WORK TO BE COMPLETED. Lines below that include the word "SyncSupervisors" should each be copied.

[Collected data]
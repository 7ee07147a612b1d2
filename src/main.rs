use std::path::PathBuf;

use clap::{Parser, Subcommand};
use provetl::config::Config;
use provetl::jobs;
use provetl::{EtlError, Result};
use tracing_subscriber::EnvFilter;

fn main() {
    let cli = Cli::parse();
    if let Err(error) = run(cli) {
        eprintln!("error: {error}");
        std::process::exit(1);
    }
}

fn run(cli: Cli) -> Result<()> {
    init_logging()?;
    let config = Config::load(&cli.config)?;
    match cli.command {
        Command::ImportMonthly => jobs::import_monthly::run(&config),
        Command::ExportTins => jobs::export_tins::run(&config),
        Command::SyncSupervisors => jobs::sync_supervisors::run(&config),
        Command::ExportCsv => jobs::export_csv::run(&config),
    }
}

fn init_logging() -> Result<()> {
    let filter = EnvFilter::try_from_default_env().unwrap_or_else(|_| EnvFilter::new("info"));
    tracing_subscriber::fmt()
        .with_env_filter(filter)
        .try_init()
        .map_err(|error| EtlError::Logging(error.to_string()))
}

#[derive(Parser)]
#[command(
    author,
    version,
    about = "Move provider analytics data between SharePoint, SQL Server, and CSV files."
)]
struct Cli {
    /// Path to the INI configuration file.
    #[arg(long, default_value = "provetl.ini")]
    config: PathBuf,

    #[command(subcommand)]
    command: Command,
}

#[derive(Subcommand)]
enum Command {
    /// Import the newest monthly CSV drop into SQL Server.
    ImportMonthly,
    /// Export the TIN report from SQL Server to SharePoint.
    ExportTins,
    /// Mirror the supervisor roster from SharePoint into SQL Server.
    SyncSupervisors,
    /// Export a configured query to a dated CSV file.
    ExportCsv,
}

SOLUTION.
        Command::SyncSupervisors => jobs::sync_supervisors::run(&config),
    SyncSupervisors,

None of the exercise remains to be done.